Ecrit par Patrick Abraham 22.10.19 dans La Une CED, Ecriture

L’Apprenti sorcier, Histoire cosmique (par Patrick Abraham)

 

Pour François Augiéras. Pour Abdallah Chaamba. Pour un fortin dans le désert où un vieillard qui ne l’est pas encore aime un enfant qui ne l’est déjà plus. Pour un blockhaus et pour des fresques que ne contempleront jamais, peut-être, les habitants du jour. Pour des bergers – ô douceurs d’épaules !

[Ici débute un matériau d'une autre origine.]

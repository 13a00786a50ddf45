//! Session key derivation and validation
//!
//! Every capture session is identified by the pair (user id, challenge number).
//! The key is rendered as `{user}_{challenge}` and is used verbatim as the
//! session's directory name, so both components are restricted to a
//! filesystem-safe alphabet.
//!
//! # Format
//!
//! ```text
//! user=u1, challenge=5  ->  u1_5
//! ```

use serde::{Deserialize, Serialize};
use std::fmt;

/// Composite identity of a capture session
#[derive(Debug, Clone, PartialEq, Eq, Hash, PartialOrd, Ord, Serialize, Deserialize)]
#[serde(transparent)]
pub struct SessionKey(String);

impl SessionKey {
    /// Derive a key from a user id and a challenge number
    ///
    /// # Errors
    ///
    /// Returns an error if either component is empty, too long, or contains
    /// characters outside `[A-Za-z0-9_-]`.
    pub fn new(user_id: &str, challenge_num: &str) -> Result<Self, KeyError> {
        validate_component("userId", user_id)?;
        validate_component("challengeNum", challenge_num)?;
        Ok(Self(format!("{}_{}", user_id, challenge_num)))
    }

    /// Key as a string slice (also the session directory name)
    pub fn as_str(&self) -> &str {
        &self.0
    }
}

impl fmt::Display for SessionKey {
    fn fmt(&self, f: &mut fmt::Formatter<'_>) -> fmt::Result {
        f.write_str(&self.0)
    }
}

impl AsRef<str> for SessionKey {
    fn as_ref(&self) -> &str {
        &self.0
    }
}

const MAX_COMPONENT_LEN: usize = 64;

fn validate_component(field: &'static str, value: &str) -> Result<(), KeyError> {
    if value.is_empty() {
        return Err(KeyError::Empty(field));
    }
    if value.len() > MAX_COMPONENT_LEN {
        return Err(KeyError::TooLong(field));
    }
    if !value
        .chars()
        .all(|c| c.is_ascii_alphanumeric() || c == '-' || c == '_')
    {
        return Err(KeyError::InvalidCharacter {
            field,
            value: value.to_string(),
        });
    }
    Ok(())
}

/// Errors that can occur when deriving a session key
#[derive(Debug, thiserror::Error, PartialEq)]
pub enum KeyError {
    #[error("Missing required parameter: {0}")]
    Empty(&'static str),

    #[error("Parameter {0} exceeds 64 characters")]
    TooLong(&'static str),

    #[error("Parameter {field} contains unsupported characters: {value:?}")]
    InvalidCharacter { field: &'static str, value: String },
}
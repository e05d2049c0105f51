//! File-backed [`ToggleStore`].
//!
//! Layout of the base directory:
//!
//! ```text
//! <base>/
//!  ├─ telemetry_disabled.dat     one record per persisted toggle,
//!  ├─ update_disabled.dat        created on the first toggle action
//!  ├─ defender_disabled.dat
//!  └─ background/
//!      ├─ note.txt               usage note for the wallpaper feature
//!      └─ back.png               optional, placed there by the user
//! ```
//!
//! A record's byte length is its whole meaning (see
//! [`tusools_core::ToggleRecord`]).  Records are written to a sibling
//! `.tmp` file, flushed to disk, and renamed over the old record, so a
//! reader sees either the previous record or the new one, never a partial
//! write.

use std::fs;
use std::io::Write;
use std::path::{Path, PathBuf};
use std::sync::atomic::{AtomicU64, Ordering};

use tracing::{debug, info, warn};
use tusools_core::{ToggleFeature, ToggleRecord, ToggleState};

use crate::application::toggle_store::{StorageError, ToggleStore};

/// Text of `background/note.txt`.
pub const WALLPAPER_NOTE: &str = "Put a .png file of your choice in this folder and name it 'back.png'. This application will make the background the image you put in.";

/// Resolves every path inside the base directory.
#[derive(Debug, Clone, PartialEq, Eq)]
pub struct StorageLayout {
    base_dir: PathBuf,
}

impl StorageLayout {
    pub fn new(base_dir: impl Into<PathBuf>) -> Self {
        Self {
            base_dir: base_dir.into(),
        }
    }

    pub fn base_dir(&self) -> &Path {
        &self.base_dir
    }

    pub fn background_dir(&self) -> PathBuf {
        self.base_dir.join("background")
    }

    pub fn note_path(&self) -> PathBuf {
        self.background_dir().join("note.txt")
    }

    /// The user-provided wallpaper described by the note.
    pub fn background_image_path(&self) -> PathBuf {
        self.background_dir().join("back.png")
    }

    pub fn record_path(&self, feature: ToggleFeature) -> PathBuf {
        self.base_dir.join(feature.record_file_name())
    }
}

/// Production toggle store: one record file per persisted feature.
pub struct FileToggleStore {
    layout: StorageLayout,
}

impl FileToggleStore {
    pub fn new(layout: StorageLayout) -> Self {
        Self { layout }
    }

    pub fn layout(&self) -> &StorageLayout {
        &self.layout
    }
}

impl ToggleStore for FileToggleStore {
    fn ensure_base_location(&self) -> Result<(), StorageError> {
        let background = self.layout.background_dir();
        // create_dir_all also creates the base directory itself
        fs::create_dir_all(&background).map_err(|source| StorageError::BaseLocation {
            path: background.clone(),
            source,
        })?;

        let note = self.layout.note_path();
        if !note.is_file() {
            fs::write(&note, WALLPAPER_NOTE).map_err(|source| StorageError::BaseLocation {
                path: note.clone(),
                source,
            })?;
            info!(path = %note.display(), "wrote wallpaper note");
        }

        debug!(base = %self.layout.base_dir().display(), "storage location ready");
        Ok(())
    }

    fn is_disabled(&self, feature: ToggleFeature) -> bool {
        let path = self.layout.record_path(feature);
        let len = match fs::metadata(&path) {
            Ok(meta) if meta.is_file() => Some(meta.len()),
            Ok(_) => None,
            Err(e) => {
                if e.kind() != std::io::ErrorKind::NotFound {
                    warn!(%feature, error = %e, "could not stat record, treating as enabled");
                }
                None
            }
        };
        ToggleRecord::from_stored_len(feature, len).state.is_disabled()
    }

    fn set_disabled(&self, feature: ToggleFeature, disabled: bool) -> Result<(), StorageError> {
        let record = ToggleRecord::new(feature, ToggleState::from_disabled(disabled));
        let path = self.layout.record_path(feature);

        write_replacing(&path, record.encode())
            .map_err(|source| StorageError::Record { feature, source })?;

        debug!(%feature, disabled, path = %path.display(), "record written");
        Ok(())
    }
}

/// Distinguishes temp files of concurrent writers within one process.
static TMP_COUNTER: AtomicU64 = AtomicU64::new(0);

/// Writes `bytes` to a temp file next to `path`, then renames it over `path`.
///
/// The temp name carries the pid and a per-process counter, so two writers
/// of the same record never share a temp file.
fn write_replacing(path: &Path, bytes: &[u8]) -> std::io::Result<()> {
    let mut tmp = path.as_os_str().to_owned();
    tmp.push(format!(
        ".{}.{}.tmp",
        std::process::id(),
        TMP_COUNTER.fetch_add(1, Ordering::Relaxed)
    ));
    let tmp = PathBuf::from(tmp);

    let result = (|| {
        let mut file = fs::File::create(&tmp)?;
        file.write_all(bytes)?;
        file.sync_all()?;
        drop(file);
        fs::rename(&tmp, path)?;
        sync_parent(path)
    })();

    if result.is_err() {
        let _ = fs::remove_file(&tmp);
    }
    result
}

/// Flushes the directory entry created by the rename.
#[cfg(unix)]
fn sync_parent(path: &Path) -> std::io::Result<()> {
    match path.parent() {
        Some(dir) => fs::File::open(dir)?.sync_all(),
        None => Ok(()),
    }
}

#[cfg(not(unix))]
fn sync_parent(_path: &Path) -> std::io::Result<()> {
    Ok(())
}

// ── Tests ─────────────────────────────────────────────────────────────────────

#[cfg(test)]
mod tests {
    use super::*;
    use uuid::Uuid;

    fn temp_layout() -> StorageLayout {
        StorageLayout::new(std::env::temp_dir().join(format!("tusools_test_{}", Uuid::new_v4())))
    }

    fn cleanup(layout: &StorageLayout) {
        fs::remove_dir_all(layout.base_dir()).ok();
    }

    #[test]
    fn test_ensure_base_location_creates_dirs_and_note() {
        // Arrange
        let layout = temp_layout();
        let store = FileToggleStore::new(layout.clone());

        // Act
        store.ensure_base_location().expect("ensure");

        // Assert
        assert!(layout.base_dir().is_dir());
        assert!(layout.background_dir().is_dir());
        assert_eq!(fs::read_to_string(layout.note_path()).unwrap(), WALLPAPER_NOTE);

        cleanup(&layout);
    }

    #[test]
    fn test_ensure_base_location_keeps_existing_note() {
        // Arrange
        let layout = temp_layout();
        fs::create_dir_all(layout.background_dir()).unwrap();
        fs::write(layout.note_path(), "my own note").unwrap();
        let store = FileToggleStore::new(layout.clone());

        // Act
        store.ensure_base_location().expect("ensure");
        store.ensure_base_location().expect("ensure twice");

        // Assert
        assert_eq!(fs::read_to_string(layout.note_path()).unwrap(), "my own note");

        cleanup(&layout);
    }

    #[test]
    fn test_ensure_base_location_fails_when_base_is_a_file() {
        // Arrange: occupy the base path with a regular file
        let layout = temp_layout();
        fs::write(layout.base_dir(), b"not a directory").unwrap();
        let store = FileToggleStore::new(layout.clone());

        // Act
        let result = store.ensure_base_location();

        // Assert
        assert!(matches!(result, Err(StorageError::BaseLocation { .. })));

        fs::remove_file(layout.base_dir()).ok();
    }

    #[test]
    fn test_fresh_location_reports_all_enabled() {
        let layout = temp_layout();
        let store = FileToggleStore::new(layout.clone());
        store.ensure_base_location().unwrap();

        for feature in ToggleFeature::ALL {
            assert!(!store.is_disabled(feature), "{feature} must start enabled");
        }

        cleanup(&layout);
    }

    #[test]
    fn test_set_disabled_round_trips() {
        // Arrange
        let layout = temp_layout();
        let store = FileToggleStore::new(layout.clone());
        store.ensure_base_location().unwrap();

        for feature in ToggleFeature::ALL {
            // Act / Assert
            store.set_disabled(feature, true).unwrap();
            assert!(store.is_disabled(feature));
            store.set_disabled(feature, false).unwrap();
            assert!(!store.is_disabled(feature));
        }

        cleanup(&layout);
    }

    #[test]
    fn test_enabled_record_is_empty_file_not_removed() {
        // Arrange
        let layout = temp_layout();
        let store = FileToggleStore::new(layout.clone());
        store.ensure_base_location().unwrap();

        // Act
        store.set_disabled(ToggleFeature::WindowsUpdate, true).unwrap();
        let disabled_bytes = fs::read(layout.record_path(ToggleFeature::WindowsUpdate)).unwrap();
        store.set_disabled(ToggleFeature::WindowsUpdate, false).unwrap();

        // Assert
        assert_eq!(disabled_bytes, b"disabled");
        let meta = fs::metadata(layout.record_path(ToggleFeature::WindowsUpdate)).unwrap();
        assert_eq!(meta.len(), 0);

        cleanup(&layout);
    }

    #[test]
    fn test_write_leaves_no_temp_file_behind() {
        let layout = temp_layout();
        let store = FileToggleStore::new(layout.clone());
        store.ensure_base_location().unwrap();

        store.set_disabled(ToggleFeature::Telemetry, true).unwrap();

        let leftovers: Vec<_> = fs::read_dir(layout.base_dir())
            .unwrap()
            .filter_map(|e| e.ok())
            .filter(|e| e.file_name().to_string_lossy().ends_with(".tmp"))
            .collect();
        assert!(leftovers.is_empty());

        cleanup(&layout);
    }

    #[test]
    fn test_unreadable_record_fails_closed_and_write_reports_feature() {
        // Arrange: a directory where the record file should be
        let layout = temp_layout();
        let store = FileToggleStore::new(layout.clone());
        store.ensure_base_location().unwrap();
        fs::create_dir_all(layout.record_path(ToggleFeature::Telemetry).join("child")).unwrap();

        // Act
        let disabled = store.is_disabled(ToggleFeature::Telemetry);
        let err = store.set_disabled(ToggleFeature::Telemetry, true).unwrap_err();

        // Assert
        assert!(!disabled);
        assert!(matches!(
            err,
            StorageError::Record {
                feature: ToggleFeature::Telemetry,
                ..
            }
        ));
        assert!(!store.is_disabled(ToggleFeature::Telemetry));

        cleanup(&layout);
    }

    #[test]
    fn test_concurrent_writers_of_one_record_all_succeed() {
        // Arrange
        let layout = temp_layout();
        let store = std::sync::Arc::new(FileToggleStore::new(layout.clone()));
        store.ensure_base_location().unwrap();

        // Act
        let handles: Vec<_> = (0..8)
            .map(|i| {
                let store = std::sync::Arc::clone(&store);
                std::thread::spawn(move || {
                    (0..20)
                        .map(|_| store.set_disabled(ToggleFeature::WindowsUpdate, i % 2 == 0))
                        .collect::<Result<Vec<_>, _>>()
                })
            })
            .collect();

        // Assert
        for handle in handles {
            handle.join().unwrap().expect("every write must succeed");
        }
        let leftovers = fs::read_dir(layout.base_dir())
            .unwrap()
            .filter_map(|e| e.ok())
            .filter(|e| e.file_name().to_string_lossy().ends_with(".tmp"))
            .count();
        assert_eq!(leftovers, 0);

        cleanup(&layout);
    }

    #[test]
    fn test_hand_written_record_with_content_reads_disabled() {
        // Arrange: a record left by an earlier version of the tool
        let layout = temp_layout();
        fs::create_dir_all(layout.base_dir()).unwrap();
        fs::write(layout.record_path(ToggleFeature::Defender), "x").unwrap();
        let store = FileToggleStore::new(layout.clone());

        // Assert
        assert!(store.is_disabled(ToggleFeature::Defender));

        cleanup(&layout);
    }

    #[test]
    fn test_set_disabled_without_base_location_returns_record_error() {
        // Arrange: base directory never created
        let layout = temp_layout();
        let store = FileToggleStore::new(layout);

        // Act
        let err = store.set_disabled(ToggleFeature::Telemetry, true).unwrap_err();

        // Assert
        assert_eq!(err.feature(), Some(ToggleFeature::Telemetry));
        assert!(err.to_string().contains("telemetry"));
    }

    #[test]
    fn test_state_survives_a_new_store_instance() {
        // Arrange
        let layout = temp_layout();
        let first = FileToggleStore::new(layout.clone());
        first.ensure_base_location().unwrap();
        first.set_disabled(ToggleFeature::Defender, true).unwrap();
        drop(first);

        // Act: simulate an application restart
        let second = FileToggleStore::new(layout.clone());

        // Assert
        assert!(second.is_disabled(ToggleFeature::Defender));
        assert!(!second.is_disabled(ToggleFeature::Telemetry));

        cleanup(&layout);
    }
}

Pour la splendeur ébène d’un batelier du fleuve Niger. Pour une caresse et un baiser dans un jardin de Nice ou de Taormina. Pour les rires et les larmes d’un garçon embobinant et narguant celui qui se croit naïvement son maître.

Pour la Vézère. Pour une grotte surplombant la Vézère. Pour un méditant assis dans cette grotte dont la débâcle vaut toutes les victoires. Pour un moine sur un chemin du Mont Athos – illuminé ou stupide ? Pour des icônes, images mentales, visions. Pour l’immensité du ciel africain.

Pour la tombe d’un cimetière où, comme à Larache, une paix sans limites m’a envahi (il faisait beau en ce matin d’automne ; j’ai déposé mes fleurs ; on nous a regardés avec suspicion, mon camarade et moi, dans un café du village). Pour des étreintes sous les étoiles. Pour la civilisation passée et future que ces étreintes autoriseraient, réinventeraient.

Pour les tableaux de Bissière – magicien ou truqueur ? Pour les tableaux de Louttre, fils de Bissière, né en 1926 comme Jean Sénac. Pour deux trajectoires exemplaires, deux éclatants désastres. Pour des voyages sans retour. Pour des départs sans regrets.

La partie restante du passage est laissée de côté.